Unlike its predecessor, SpartaDOS 3.0, SpartaDOS X is not what is commonly referred to as a "DOS" in Atari 8-bit parlance.

The Atari 8-bit Operating System consists of two main parts: the ROM-based "OS" and bootable "DOS". The common misconception about that division is that these respective parts correspond to BIOS and DOS on an IBM PC compatible machine. In reality the "OS" is responsible for communication not only with the block devices (like PC BIOS), but also for character devices, including file-oriented ones (like MS-DOS). Consequently, all the file management functions are centralized in the "OS"-part, and the "DOS"-part is only one of its subordinated device drivers, that performs on a mass-storage media (like floppy disk).

A "DOS" for Atari, then, typically consists of the aforementioned device driver (called FMS, "File Management System"), and an application program playing the role of the OS shell. This shell is typically called DUP, "Disk Utility Package". All the communication between the user programs (including the DUP) and FMS goes through the CIO ("Central Input/Output") residing in ROM.

Such a design has some shortcomings, for example, no typical DOS is able to keep more than eight files opened at a time, because this is the limit imposed by the API of the ROM-based "OS".
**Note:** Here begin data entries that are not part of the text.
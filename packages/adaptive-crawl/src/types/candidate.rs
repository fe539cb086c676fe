//! Frontier candidates - links discovered but not yet crawled.

use serde::{Deserialize, Serialize};

/// An uncrawled link discovered on a crawled page.
///
/// Created when a crawled page's outgoing links are extracted; leaves the
/// frontier when crawled or when the session ends. A URL is never
/// re-queued once crawled.
#[derive(Debug, Clone, PartialEq, Eq, Serialize, Deserialize)]
pub struct CrawlCandidate {
    /// Normalized target URL, unique within a session
    pub url: String,

    /// URL of the page the link was discovered on (empty for the seed)
    pub source: String,

    /// Anchor text and surrounding context from the source page
    pub anchor: String,

    /// Link depth from the seed
    pub depth: u32,
}

impl CrawlCandidate {
    /// Create the seed candidate for a session.
    pub fn seed(url: impl Into<String>) -> Self {
        Self {
            url: url.into(),
            source: String::new(),
            anchor: String::new(),
            depth: 0,
        }
    }

    /// Create a candidate discovered on a page.
    pub fn discovered(
        url: impl Into<String>,
        source: impl Into<String>,
        anchor: impl Into<String>,
        depth: u32,
    ) -> Self {
        Self {
            url: url.into(),
            source: source.into(),
            anchor: anchor.into(),
            depth,
        }
    }
}
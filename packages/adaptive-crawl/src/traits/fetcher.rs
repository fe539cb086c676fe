//! Page fetcher trait - the boundary to the fetching/browser layer.

use async_trait::async_trait;

use crate::error::FetchResult;
use crate::types::page::FetchedPage;

/// Fetches a URL and returns extracted text plus outgoing links.
///
/// Network I/O, JavaScript execution, HTML-to-text conversion and link
/// extraction all live behind this trait; the engine treats a fetch as a
/// black box with bounded latency. Implementations must be safe to call
/// concurrently and idempotent-safe to retry.
#[async_trait]
pub trait PageFetcher: Send + Sync {
    /// Fetch a single page.
    async fn fetch(&self, url: &str) -> FetchResult<FetchedPage>;
}
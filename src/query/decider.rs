//! Match/escalate decision

use serde::{Deserialize, Serialize};

/// Distances at or below this value count as a match
pub const DEFAULT_THRESHOLD: f32 = 0.5;

/// Outcome of comparing a distance against the threshold
#[derive(Debug, Clone, Copy, PartialEq, Eq, Serialize, Deserialize)]
#[serde(rename_all = "snake_case")]
pub enum Decision {
    Match,
    NoMatch,
}

/// Turns a nearest-neighbour distance into a match decision
#[derive(Debug, Clone, Copy, PartialEq)]
pub struct MatchDecider {
    threshold: f32,
}

impl MatchDecider {
    pub fn new(threshold: f32) -> Self {
        Self { threshold }
    }

    pub fn threshold(&self) -> f32 {
        self.threshold
    }

    /// `Match` iff `distance <= threshold`; NaN is never a match
    pub fn decide(&self, distance: f32) -> Decision {
        if distance <= self.threshold {
            Decision::Match
        } else {
            Decision::NoMatch
        }
    }
}

impl Default for MatchDecider {
    fn default() -> Self {
        Self::new(DEFAULT_THRESHOLD)
    }
}

#[cfg(test)]
mod tests {
    use super::*;

    #[test]
    fn test_boundary_is_match() {
        let decider = MatchDecider::default();
        assert_eq!(decider.decide(0.5), Decision::Match);
        assert_eq!(decider.decide(0.500_001), Decision::NoMatch);
    }

    #[test]
    fn test_sweep_around_threshold() {
        let decider = MatchDecider::default();
        for step in 0..=100 {
            let d = step as f32 / 100.0;
            let expected = if d <= 0.5 { Decision::Match } else { Decision::NoMatch };
            assert_eq!(decider.decide(d), expected, "distance {}", d);
        }
        assert_eq!(decider.decide(0.0), Decision::Match);
        assert_eq!(decider.decide(12.0), Decision::NoMatch);
    }

    #[test]
    fn test_repeatable() {
        let decider = MatchDecider::default();
        assert_eq!(decider.decide(0.3), decider.decide(0.3));
        assert_eq!(decider.decide(0.9), decider.decide(0.9));
    }

    #[test]
    fn test_custom_threshold() {
        let decider = MatchDecider::new(0.2);
        assert_eq!(decider.threshold(), 0.2);
        assert_eq!(decider.decide(0.3), Decision::NoMatch);
    }

    #[test]
    fn test_nan_is_no_match() {
        assert_eq!(MatchDecider::default().decide(f32::NAN), Decision::NoMatch);
    }
}
use axum::{
    extract::State,
    Json,
    http::StatusCode,
};
use serde::{Deserialize, Serialize};
use crate::server::AppState;
use std::sync::Arc;

#[derive(Debug, Default, Deserialize)]
pub struct ChatRequest {
    #[serde(default)]
    pub question: Option<String>,
}

#[derive(Debug, Serialize)]
pub struct ChatResponse {
    pub answer: String,
}

#[derive(Serialize)]
pub struct ErrorResponse {
    pub error: String,
}

type ApiError = (StatusCode, Json<ErrorResponse>);

fn internal(error: impl ToString) -> ApiError {
    (StatusCode::INTERNAL_SERVER_ERROR, Json(ErrorResponse { error: error.to_string() }))
}

/// Answer one question; match and no-match are both 200
pub async fn chat(
    State(state): State<Arc<AppState>>,
    Json(request): Json<ChatRequest>,
) -> Result<Json<ChatResponse>, ApiError> {
    let question = request.question.unwrap_or_default();
    let service = state.service.clone();

    // Embedding, search and the sheet write are all blocking.
    let answer = tokio::task::spawn_blocking(move || service.answer(&question))
        .await
        .map_err(internal)?
        .map_err(|e| {
            tracing::error!("Failed to answer question: {}", e);
            internal(e)
        })?;

    Ok(Json(ChatResponse { answer }))
}

pub async fn health(State(state): State<Arc<AppState>>) -> Json<serde_json::Value> {
    let service = state.service.clone();
    let log_connected = tokio::task::spawn_blocking(move || service.log().is_connected())
        .await
        .unwrap_or(false);

    Json(serde_json::json!({
        "status": "ok",
        "corpus_size": state.service.corpus().len(),
        "log_connected": log_connected,
    }))
}
//! Storage Layer - SQLite-backed persistence
//!
//! The corpus database is produced ahead of time and read at startup:
//! - qa_entries(id, question, answer)
//! - embeddings(id, vector)
//!
//! The local escalation worksheet lives in its own file:
//! - worksheet(row_idx, col_a, col_b)

pub mod schema;
pub mod sqlite;

pub use sqlite::{CorpusStore, CorpusStats};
Now SpartaDOS X, even though it is registered in the ROM-based CIO as a device driver and (for backward compatibility) performs all typical DOS functions as requested that way, is in fact independent of the CIO. Instead, it has own "I/O centre" (known as "the kernel"), not related to the ROM-based OS, with own set of specifiers and drivers for both character devices (like CON: or COM:) and block devices.

Under SpartaDOS X programs can perform all the I/O operations through the SpartaDOS kernel bypassing the Atari OS in ROM completely. Thanks to that it was possible to break many of its limitations: e.g. there can be as many as 16 files opened at a time. This also makes SpartaDOS X (unlike, for example, its predecessor SpartaDOS 3.2, or any other DOS for Atari) an operating system, not just another device driver with some sort of a shell.